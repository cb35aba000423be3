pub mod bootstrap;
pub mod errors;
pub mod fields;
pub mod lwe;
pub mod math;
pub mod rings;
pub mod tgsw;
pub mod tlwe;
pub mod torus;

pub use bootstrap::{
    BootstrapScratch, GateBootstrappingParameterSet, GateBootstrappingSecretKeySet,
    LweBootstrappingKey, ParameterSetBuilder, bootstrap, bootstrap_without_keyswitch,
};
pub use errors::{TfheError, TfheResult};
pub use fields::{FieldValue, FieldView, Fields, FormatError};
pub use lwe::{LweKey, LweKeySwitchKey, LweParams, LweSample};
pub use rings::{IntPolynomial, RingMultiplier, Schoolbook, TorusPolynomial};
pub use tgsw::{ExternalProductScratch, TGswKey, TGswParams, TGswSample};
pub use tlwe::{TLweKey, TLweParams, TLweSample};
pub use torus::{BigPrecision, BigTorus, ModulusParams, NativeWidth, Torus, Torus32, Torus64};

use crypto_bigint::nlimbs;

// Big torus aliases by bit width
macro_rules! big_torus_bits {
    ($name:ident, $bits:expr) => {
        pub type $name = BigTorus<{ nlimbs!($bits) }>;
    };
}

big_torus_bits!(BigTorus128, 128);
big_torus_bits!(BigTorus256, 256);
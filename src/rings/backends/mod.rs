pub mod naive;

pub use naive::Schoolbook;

· · · · · · ·

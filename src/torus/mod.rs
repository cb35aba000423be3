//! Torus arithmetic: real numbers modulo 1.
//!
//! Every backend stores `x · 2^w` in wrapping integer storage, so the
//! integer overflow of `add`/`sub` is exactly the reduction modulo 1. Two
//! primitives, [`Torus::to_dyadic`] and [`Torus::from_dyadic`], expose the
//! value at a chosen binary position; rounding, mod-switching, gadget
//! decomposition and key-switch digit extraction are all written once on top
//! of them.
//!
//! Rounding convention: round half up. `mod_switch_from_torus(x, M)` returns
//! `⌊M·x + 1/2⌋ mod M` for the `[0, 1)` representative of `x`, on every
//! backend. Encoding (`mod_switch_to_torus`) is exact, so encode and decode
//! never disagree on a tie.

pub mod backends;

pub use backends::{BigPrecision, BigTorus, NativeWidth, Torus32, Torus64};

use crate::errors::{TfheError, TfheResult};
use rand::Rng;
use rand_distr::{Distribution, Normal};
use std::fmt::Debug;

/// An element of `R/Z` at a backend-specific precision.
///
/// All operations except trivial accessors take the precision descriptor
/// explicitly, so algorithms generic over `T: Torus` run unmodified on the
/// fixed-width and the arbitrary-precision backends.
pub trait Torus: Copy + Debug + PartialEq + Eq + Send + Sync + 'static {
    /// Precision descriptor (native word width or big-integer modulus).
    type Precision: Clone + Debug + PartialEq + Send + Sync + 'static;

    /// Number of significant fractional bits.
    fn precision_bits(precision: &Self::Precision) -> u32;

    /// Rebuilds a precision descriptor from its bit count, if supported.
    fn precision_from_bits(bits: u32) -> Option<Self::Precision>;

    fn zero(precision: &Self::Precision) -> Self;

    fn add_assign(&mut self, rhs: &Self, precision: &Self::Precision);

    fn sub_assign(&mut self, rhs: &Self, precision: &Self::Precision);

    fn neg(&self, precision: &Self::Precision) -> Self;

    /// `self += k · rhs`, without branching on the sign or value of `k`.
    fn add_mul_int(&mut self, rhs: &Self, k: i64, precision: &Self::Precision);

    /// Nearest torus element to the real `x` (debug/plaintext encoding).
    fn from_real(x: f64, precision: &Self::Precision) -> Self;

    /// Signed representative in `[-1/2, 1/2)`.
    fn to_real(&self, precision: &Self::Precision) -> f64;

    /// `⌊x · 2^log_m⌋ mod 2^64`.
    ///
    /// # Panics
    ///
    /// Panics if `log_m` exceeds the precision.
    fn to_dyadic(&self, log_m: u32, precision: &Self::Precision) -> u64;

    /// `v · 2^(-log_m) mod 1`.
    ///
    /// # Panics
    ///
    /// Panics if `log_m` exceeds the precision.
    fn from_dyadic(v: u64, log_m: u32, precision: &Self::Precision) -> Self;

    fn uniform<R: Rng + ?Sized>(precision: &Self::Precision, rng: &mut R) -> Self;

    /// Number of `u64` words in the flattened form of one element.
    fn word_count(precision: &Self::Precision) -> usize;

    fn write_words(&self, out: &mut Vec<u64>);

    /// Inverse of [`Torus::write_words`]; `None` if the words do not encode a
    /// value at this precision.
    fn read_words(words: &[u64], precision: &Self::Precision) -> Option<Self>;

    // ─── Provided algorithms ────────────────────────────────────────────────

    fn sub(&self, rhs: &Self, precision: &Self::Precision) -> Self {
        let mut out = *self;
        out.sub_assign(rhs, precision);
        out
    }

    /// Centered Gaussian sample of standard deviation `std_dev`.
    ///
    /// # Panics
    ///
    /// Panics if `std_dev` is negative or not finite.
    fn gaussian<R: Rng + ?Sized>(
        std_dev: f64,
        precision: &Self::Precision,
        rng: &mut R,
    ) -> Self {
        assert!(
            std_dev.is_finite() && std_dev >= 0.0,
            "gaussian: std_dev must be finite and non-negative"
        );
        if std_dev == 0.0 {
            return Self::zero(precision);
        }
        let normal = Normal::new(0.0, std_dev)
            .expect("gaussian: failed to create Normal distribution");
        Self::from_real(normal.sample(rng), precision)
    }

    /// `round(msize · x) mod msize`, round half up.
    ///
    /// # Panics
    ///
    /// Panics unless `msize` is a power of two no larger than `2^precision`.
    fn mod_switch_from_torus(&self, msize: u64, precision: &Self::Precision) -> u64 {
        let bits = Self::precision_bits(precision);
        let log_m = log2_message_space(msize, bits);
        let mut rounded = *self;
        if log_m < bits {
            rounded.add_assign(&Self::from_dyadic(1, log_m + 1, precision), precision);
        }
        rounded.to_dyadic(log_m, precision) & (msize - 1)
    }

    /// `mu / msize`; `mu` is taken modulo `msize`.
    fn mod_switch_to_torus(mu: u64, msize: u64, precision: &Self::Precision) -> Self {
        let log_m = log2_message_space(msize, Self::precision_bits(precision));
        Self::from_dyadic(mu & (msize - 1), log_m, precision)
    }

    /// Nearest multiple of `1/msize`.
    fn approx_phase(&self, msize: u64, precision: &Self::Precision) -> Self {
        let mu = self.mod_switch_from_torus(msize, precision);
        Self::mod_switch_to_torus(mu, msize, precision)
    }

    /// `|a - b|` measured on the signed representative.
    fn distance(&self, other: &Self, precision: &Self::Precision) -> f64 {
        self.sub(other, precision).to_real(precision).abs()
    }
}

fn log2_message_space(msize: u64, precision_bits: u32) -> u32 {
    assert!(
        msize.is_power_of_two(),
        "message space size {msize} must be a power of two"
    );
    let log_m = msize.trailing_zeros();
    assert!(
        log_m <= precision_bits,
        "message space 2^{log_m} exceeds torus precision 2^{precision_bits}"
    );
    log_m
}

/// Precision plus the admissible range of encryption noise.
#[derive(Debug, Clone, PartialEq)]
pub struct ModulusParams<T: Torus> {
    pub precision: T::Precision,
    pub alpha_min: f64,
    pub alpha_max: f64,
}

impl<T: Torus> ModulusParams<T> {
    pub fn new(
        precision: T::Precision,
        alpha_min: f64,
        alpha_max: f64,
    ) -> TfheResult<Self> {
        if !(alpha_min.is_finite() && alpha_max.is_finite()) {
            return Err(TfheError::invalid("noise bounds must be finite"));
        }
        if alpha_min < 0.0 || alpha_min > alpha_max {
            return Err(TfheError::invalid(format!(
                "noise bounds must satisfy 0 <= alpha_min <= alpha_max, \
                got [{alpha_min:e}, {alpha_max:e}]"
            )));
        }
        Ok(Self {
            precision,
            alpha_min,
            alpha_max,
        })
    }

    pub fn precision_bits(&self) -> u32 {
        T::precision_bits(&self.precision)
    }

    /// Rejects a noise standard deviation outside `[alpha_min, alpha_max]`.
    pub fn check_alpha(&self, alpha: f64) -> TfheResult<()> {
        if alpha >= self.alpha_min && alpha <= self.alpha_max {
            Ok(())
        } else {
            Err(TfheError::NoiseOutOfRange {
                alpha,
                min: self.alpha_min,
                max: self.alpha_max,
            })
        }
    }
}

· · · · · · ·

### [DIRECTIONS FOR THIS TASK]
Lines with the word "bounds": copy each one from the data above.

### [ANSWER TO THIS EXERCISE]
            return Err(TfheError::invalid("noise bounds must be finite"));
                "noise bounds must satisfy 0 <= alpha_min <= alpha_max, \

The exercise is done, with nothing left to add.